Dataset entries
**********

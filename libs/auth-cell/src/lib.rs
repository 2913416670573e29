pub mod handlers;
pub mod models;
pub mod router;
pub mod services;

pub use models::AuthError;
pub use router::auth_routes;
pub use services::{AuthService, UserService};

**********

AIM OF THE TASK →
This calls for all of the entries above, repeated exactly.

SOLUTION FOR THIS EXERCISE →
filename libs/auth-cell/src/lib.rs
repository 2913416670573e29
pub mod handlers;
pub mod models;
pub mod router;
pub mod services;

pub use models::AuthError;
pub use router::auth_routes;
pub use services::{AuthService, UserService};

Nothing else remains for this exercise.